Justice David Prosser, who narrowly survived a re-election battle in April that became a referendum on the collective-bargaining law and Mr. Walker's policies, issued a separate concurring opinion.

The court's remaining three justices concurred in part and dissented in part. Although the justices are chosen in nonpartisan elections, the court is generally considered to be split 4-3 in favor of conservatives."...

Legal Insurrection's Professor Jacobson calls it a "sweeping victory."

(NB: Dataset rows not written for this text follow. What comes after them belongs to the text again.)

//! Writing photon counts in the format of the pulse file.

use std::io::Write;

use crate::{
    Result,
    format::{Compression, Encoding, PulseFormat},
    rle,
};

/// Writes chunks of photon counts.
///
/// ASCII values are followed by a single space. Uncompressed binary files hold one byte per slot,
/// so counts above 255 saturate.
pub struct PhotonWriter<W: Write> {
    output: W,
    format: PulseFormat,
    words: Vec<u16>,
    bytes: Vec<u8>,
}

impl<W: Write> PhotonWriter<W> {
    pub fn new(output: W, format: PulseFormat) -> Self {
        Self {
            output,
            format,
            words: Vec::new(),
            bytes: Vec::new(),
        }
    }

    /// Write one chunk of slots.
    ///
    /// Compressed chunks are encoded independently. Returns the number of values written, which
    /// is the number of slots for uncompressed files and the number of words otherwise.
    pub fn write_chunk(&mut self, slots: &[u32]) -> Result<usize> {
        match self.format.compression {
            Compression::Raw => {
                self.write_values(slots.iter().copied())?;
                Ok(slots.len())
            }
            Compression::Rle => {
                let mut words = std::mem::take(&mut self.words);
                words.clear();
                rle::encode(slots, &mut words);
                let written = self.write_values(words.iter().map(|&w| w as u32));
                self.words = words;
                written?;
                Ok(self.words.len())
            }
        }
    }

    fn write_values(&mut self, values: impl Iterator<Item = u32>) -> Result<()> {
        self.bytes.clear();
        match (self.format.encoding, self.format.compression) {
            (Encoding::Ascii, _) => {
                for value in values {
                    write!(self.bytes, "{value} ")?;
                }
            }
            (Encoding::Binary, Compression::Raw) => {
                self.bytes
                    .extend(values.map(|value| value.min(u8::MAX as u32) as u8));
            }
            (Encoding::Binary, Compression::Rle) => {
                self.bytes
                    .extend(values.flat_map(|value| (value as u16).to_le_bytes()));
            }
        }
        self.output.write_all(&self.bytes)?;
        Ok(())
    }

    pub fn flush(&mut self) -> Result<()> {
        self.output.flush()?;
        Ok(())
    }

    pub fn into_inner(self) -> W {
        self.output
    }
}
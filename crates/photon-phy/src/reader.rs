//! Chunked reading of pulse files.

use std::io::{BufRead, Bytes, Read};

use log::debug;

use crate::{
    COMPRESSED_CHUNK_WORDS, Error, Result, UNCOMPRESSED_CHUNK_SLOTS,
    format::{Compression, Encoding, PulseFormat},
    rle,
};

/// Reads a pulse file one chunk of slots at a time.
///
/// Pulse slots hold 0 (empty) or 1 (pulse), anything else is rejected. In ASCII files whitespace
/// between values is ignored.
pub struct PulseReader<R> {
    bytes: Bytes<R>,
    format: PulseFormat,
    chunk_slots: usize,
    chunk_words: usize,
    offset: u64,
    eof: bool,
    words: Vec<u16>,
}

impl<R: BufRead> PulseReader<R> {
    pub fn new(input: R, format: PulseFormat) -> Self {
        Self {
            bytes: input.bytes(),
            format,
            chunk_slots: UNCOMPRESSED_CHUNK_SLOTS,
            chunk_words: COMPRESSED_CHUNK_WORDS,
            offset: 0,
            eof: false,
            words: Vec::new(),
        }
    }

    /// Set the maximum number of slots read per chunk from uncompressed files.
    pub fn chunk_slots(mut self, chunk_slots: usize) -> Self {
        self.chunk_slots = chunk_slots.max(1);
        self
    }

    /// Set the nominal number of words read per chunk from compressed files.
    ///
    /// A chunk always ends on a complete run-length group, so it may hold a few more words.
    pub fn chunk_words(mut self, chunk_words: usize) -> Self {
        self.chunk_words = chunk_words.max(1);
        self
    }

    /// Whether the end of the input has been reached.
    pub fn is_eof(&self) -> bool {
        self.eof
    }

    /// Read the next chunk into `slots`, replacing its content.
    ///
    /// Returns the number of slots read, which is zero once the input is exhausted.
    pub fn read_chunk(&mut self, slots: &mut Vec<u32>) -> Result<usize> {
        slots.clear();
        match self.format.compression {
            Compression::Raw => {
                while slots.len() < self.chunk_slots {
                    match self.read_slot()? {
                        Some(slot) => slots.push(slot),
                        None => {
                            self.reach_eof();
                            break;
                        }
                    }
                }
            }
            Compression::Rle => {
                let mut words = std::mem::take(&mut self.words);
                words.clear();
                while words.len() < self.chunk_words {
                    if !self.read_group(&mut words)? {
                        self.reach_eof();
                        break;
                    }
                }
                debug!("words this chunk = {}", words.len());
                let decoded = rle::decode(&words, slots);
                self.words = words;
                decoded?;
            }
        }
        Ok(slots.len())
    }

    fn reach_eof(&mut self) {
        debug!("reached end of input after {} bytes", self.offset);
        self.eof = true;
    }

    /// Read one run-length group into `words`, returns false at the end of input.
    fn read_group(&mut self, words: &mut Vec<u16>) -> Result<bool> {
        let Some(mut word) = self.read_word()? else {
            return Ok(false);
        };
        words.push(word);
        while word == rle::CONTINUE_RUN {
            word = self.read_word()?.ok_or(Error::Truncated)?;
            words.push(word);
        }

        let flag = self.read_word()?.ok_or(Error::Truncated)?;
        if flag > 1 {
            return Err(self.invalid(format!("pulse flag {flag}")));
        }
        words.push(flag);
        Ok(true)
    }

    fn read_slot(&mut self) -> Result<Option<u32>> {
        match self.format.encoding {
            Encoding::Ascii => match self.next_non_whitespace()? {
                None => Ok(None),
                Some(b'0') => Ok(Some(0)),
                Some(b'1') => Ok(Some(1)),
                Some(b) => Err(self.invalid(format!("{:?}", b as char))),
            },
            Encoding::Binary => match self.next_byte()? {
                None => Ok(None),
                Some(b @ (0 | 1)) => Ok(Some(b as u32)),
                Some(b) => Err(self.invalid(format!("byte {b:#04x}"))),
            },
        }
    }

    fn read_word(&mut self) -> Result<Option<u16>> {
        match self.format.encoding {
            Encoding::Ascii => {
                let Some(first) = self.next_non_whitespace()? else {
                    return Ok(None);
                };
                let mut value = self.digit(first)?;
                while let Some(b) = self.next_byte()? {
                    if b.is_ascii_whitespace() {
                        break;
                    }
                    value = value * 10 + self.digit(b)?;
                    if value > u16::MAX as u32 {
                        return Err(self.invalid("word above 65535".to_owned()));
                    }
                }
                Ok(Some(value as u16))
            }
            Encoding::Binary => {
                let Some(low) = self.next_byte()? else {
                    return Ok(None);
                };
                let high = self.next_byte()?.ok_or(Error::Truncated)?;
                Ok(Some(u16::from_le_bytes([low, high])))
            }
        }
    }

    fn digit(&self, b: u8) -> Result<u32> {
        if b.is_ascii_digit() {
            Ok((b - b'0') as u32)
        } else {
            Err(self.invalid(format!("{:?}", b as char)))
        }
    }

    fn next_byte(&mut self) -> Result<Option<u8>> {
        match self.bytes.next() {
            Some(byte) => {
                self.offset += 1;
                Ok(Some(byte?))
            }
            None => Ok(None),
        }
    }

    fn next_non_whitespace(&mut self) -> Result<Option<u8>> {
        while let Some(b) = self.next_byte()? {
            if !b.is_ascii_whitespace() {
                return Ok(Some(b));
            }
        }
        Ok(None)
    }

    /// Error for the most recently read byte.
    fn invalid(&self, found: String) -> Error {
        Error::InvalidContent {
            offset: self.offset.saturating_sub(1),
            found,
        }
    }
}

"This also is a vindication for the legal strategy of not backing down to the unjust, unwise, uncalled-for, unlawful rulings of Judge Sumi, who engaged in clearly unsound legal reasoning which -- whether intended or not --
  • took on the appearance of political posturing.""...
From Legal Insurrection's analysis of the matter as it happened:

"Judge Sumi's Mess ("Judge Maryann Sumi preemptively issued a Temporary Restraining Order (TRO) which she thought ... would stop the publication of the budget repair bill, and therefore prevent the bill from becoming law. This was an unprecedented move, and none of the legal arguments which attacked the validity of the law necessitated such interference in the legislative process.")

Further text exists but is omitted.